Auch internationale Vereinbarungen begründen, wie schon erwähnt, in meinen Augen keinen gesetzgeberischen Handlungsbedarf. Sowohl die Beschlüsse der G-20-Staaten als auch des Europarates beinhalten keine Pflicht, ein spezielles Gesetz zum Schutz von Hinweisgebern zu erlassen. Mit den geschilderten Rechtsvorschriften wird die Empfehlung der genannten Gremien – und eine solche ist es –, den Schutz von Hinweisgebern zu gewährleisten, erfüllt.
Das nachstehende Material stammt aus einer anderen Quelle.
//! Provides asynchronous versions of the SourceSafe provider operations using tokio.

use crate::config::ProviderConfig;
use crate::error::VssError;
use crate::listing::parse_listing;
use crate::locator::ExecutableLocator;
use crate::models::DirectoryTree;
use crate::providers::sourcesafe::{commands, retrieval_error};
use crate::runner::{ExecutionResult, Invocation, DATABASE_ENV_VAR};
use crate::types::{Label, RemotePath, Result};

use std::path::Path;
use std::process::Stdio;
use std::sync::{Arc, Mutex, PoisonError};

use tokio::io::{AsyncRead, AsyncReadExt};
use tokio::process::Command;
use tokio::task::JoinHandle;
use tokio::time::Instant;
use tracing::{debug, info, warn};

const READ_CHUNK: usize = 8 * 1024;

/// SourceSafe provider whose operations run on the tokio runtime.
#[derive(Debug, Clone)]
pub struct AsyncSourceSafeProvider {
    config: ProviderConfig,
    locator: ExecutableLocator,
}

impl AsyncSourceSafeProvider {
    pub fn new(config: ProviderConfig) -> Self {
        let locator = ExecutableLocator::new(config.executable_path.clone());
        Self::with_locator(config, locator)
    }

    pub fn with_locator(config: ProviderConfig, locator: ExecutableLocator) -> Self {
        AsyncSourceSafeProvider { config, locator }
    }

    pub fn is_available(&self) -> bool {
        self.locator.is_available()
    }

    /// Runs a cheap listing to verify the database and credentials.
    pub async fn validate_connection(&self) -> Result<()> {
        self.execute(commands::DIR, commands::validate()).await?;
        Ok(())
    }

    /// Lists `path` recursively.
    pub async fn list_directory(&self, path: &RemotePath) -> Result<DirectoryTree> {
        let output = self.execute(commands::DIR, commands::list(path)).await?;
        Ok(parse_listing(&output, path.as_str()))
    }

    /// Retrieves `file` into a scratch directory and returns its bytes.
    pub async fn fetch_file_content(&self, file: &RemotePath) -> Result<Vec<u8>> {
        if file.is_empty() {
            return Err(VssError::InvalidArgument(
                "a file path is required to fetch content".to_string(),
            ));
        }

        let scratch = tempfile::Builder::new()
            .prefix("vsslens-")
            .tempdir()
            .map_err(|source| VssError::FileSystem {
                path: std::env::temp_dir(),
                source,
            })?;
        self.execute(commands::GET, commands::fetch(file, scratch.path())?)
            .await?;

        let local = scratch.path().join(file.file_name());
        tokio::fs::read(&local)
            .await
            .map_err(|source| retrieval_error(local.clone(), source))
    }

    pub async fn get_latest(&self, source: &RemotePath, target: &Path) -> Result<()> {
        create_target(target).await?;
        self.execute(commands::GET, commands::get(source, target, None)?)
            .await?;
        Ok(())
    }

    pub async fn apply_label(&self, label: &Label, path: &RemotePath) -> Result<()> {
        self.execute(commands::LABEL, commands::label(label, path))
            .await?;
        Ok(())
    }

    pub async fn get_labeled(&self, label: &Label, source: &RemotePath, target: &Path) -> Result<()> {
        create_target(target).await?;
        self.execute(commands::GET, commands::get(source, target, Some(label))?)
            .await?;
        Ok(())
    }

    async fn execute(&self, command: &str, arguments: Vec<String>) -> Result<String> {
        let invocation = Invocation::new(command, &self.config.database_path)
            .args(arguments)
            .credentials(self.config.credentials_for_invocation())
            .timeout(self.config.timeout());
        let output = run_async(&self.locator, &invocation).await?.into_stdout(&invocation)?;
        info!(command = %invocation.command_line(), "SourceSafe command completed");
        Ok(output)
    }
}

async fn create_target(target: &Path) -> Result<()> {
    tokio::fs::create_dir_all(target)
        .await
        .map_err(|source| VssError::FileSystem {
            path: target.to_path_buf(),
            source,
        })
}

// --- Async Helper Functions ---

/// Runs the client on the tokio runtime, killing it once the invocation's timeout elapses.
pub async fn run_async(locator: &ExecutableLocator, invocation: &Invocation) -> Result<ExecutionResult> {
    let database_dir = invocation.prepare()?;
    let executable = locator.resolve()?;
    let command_line = invocation.command_line();
    debug!(executable = %executable.display(), command = %command_line, "running SourceSafe client");

    let mut child = Command::new(&executable)
        .args(invocation.argv())
        .env(DATABASE_ENV_VAR, &database_dir)
        .stdin(Stdio::null())
        .stdout(Stdio::piped())
        .stderr(Stdio::piped())
        .kill_on_drop(true)
        .spawn()
        .map_err(|source| VssError::Execution {
            command: command_line.clone(),
            source,
        })?;

    let mut stdout = AsyncStreamBuffer::drain(child.stdout.take());
    let mut stderr = AsyncStreamBuffer::drain(child.stderr.take());

    let deadline = Instant::now() + invocation.time_limit();
    let waited = tokio::time::timeout_at(deadline, child.wait()).await;
    match waited {
        Ok(Ok(status)) => {
            debug!(command = %command_line, ?status, "SourceSafe client exited");
            // A descendant that inherited the pipes can keep them open after the client exits.
            let closed = tokio::time::timeout_at(deadline, async {
                stdout.wait_closed().await;
                stderr.wait_closed().await;
            })
            .await
            .is_ok();
            if !closed {
                warn!(
                    command = %command_line,
                    timeout_secs = invocation.time_limit().as_secs(),
                    "SourceSafe client output stayed open past the timeout"
                );
            }
            Ok(ExecutionResult {
                stdout: stdout.abandon(),
                stderr: stderr.abandon(),
                timed_out: !closed,
            })
        }
        Ok(Err(source)) => Err(VssError::Execution {
            command: command_line,
            source,
        }),
        Err(_) => {
            if let Err(e) = child.kill().await {
                debug!(command = %command_line, error = %e, "kill after timeout failed");
            }
            warn!(
                command = %command_line,
                timeout_secs = invocation.time_limit().as_secs(),
                "SourceSafe client did not finish within the timeout"
            );
            Ok(ExecutionResult {
                stdout: stdout.abandon(),
                stderr: stderr.abandon(),
                timed_out: true,
            })
        }
    }
}

/// One output stream, drained by its own task into its own buffer.
struct AsyncStreamBuffer {
    buffer: Arc<Mutex<Vec<u8>>>,
    reader: Option<JoinHandle<()>>,
}

impl AsyncStreamBuffer {
    fn drain<R: AsyncRead + Unpin + Send + 'static>(stream: Option<R>) -> Self {
        let buffer = Arc::new(Mutex::new(Vec::new()));
        let reader = stream.map(|mut stream| {
            let sink = Arc::clone(&buffer);
            tokio::spawn(async move {
                let mut chunk = vec![0u8; READ_CHUNK];
                loop {
                    match stream.read(&mut chunk).await {
                        Ok(0) => break,
                        Ok(n) => sink
                            .lock()
                            .unwrap_or_else(PoisonError::into_inner)
                            .extend_from_slice(&chunk[..n]),
                        Err(e) => {
                            debug!(error = %e, "stopped reading SourceSafe client output");
                            break;
                        }
                    }
                }
            })
        });
        AsyncStreamBuffer { buffer, reader }
    }

    /// Waits for end of stream.
    async fn wait_closed(&mut self) {
        if let Some(reader) = self.reader.as_mut() {
            let _ = reader.await;
        }
        self.reader = None;
    }

    /// Stops reading and returns what has arrived so far.
    fn abandon(mut self) -> String {
        if let Some(reader) = self.reader.take() {
            reader.abort();
        }
        self.snapshot()
    }

    fn snapshot(&self) -> String {
        let bytes = self.buffer.lock().unwrap_or_else(PoisonError::into_inner);
        String::from_utf8_lossy(&bytes).into_owned()
    }
}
(Hans-Christian Ströbele [BÜNDNIS 90/DIE GRÜNEN]: Da ist der Europäische Gerichtshof für Menschenrechte aber anderer Meinung!)
Dies wurde auch in der öffentlichen Anhörung zu diesem Thema am 5. März 2012 bestätigt. Bereits damals waren die Vorschläge der Opposition, die den jetzigen Vorschlägen sehr ähneln, nicht geeignet, den Schutz von Hinweisgebern in der notwendigen Weise zu verbessern. Die bisherige Rechtslage gewährleistet den Schutz von Hinweisgebern, so die einhellige Meinung. An dieser Situation hat sich bis heute nichts geändert. Handlungsbedarf besteht derzeit damit nicht.
Die Schutzwürdigkeit und der Respekt vor den Hinweisgebern gebietet es jedoch, die Entwicklung der Schutzvorschriften durch die Rechtsprechung aufmerksam zu beobachten und gesetzgeberisch dann korrigierend tätig zu werden, sobald Handlungsbedarf angezeigt ist.
(Dr. Konstantin von Notz [BÜNDNIS 90/DIE GRÜNEN]: Der ist doch angezeigt!)
Da dies derzeit nicht der Fall ist, werden wir diese Vorlagen ablehnen.
Vielen Dank.
(Beifall bei der CDU/CSU sowie bei Abgeordneten der SPD – Dr. Konstantin von Notz [BÜNDNIS 90/DIE GRÜNEN]: Ganz formalistisch!)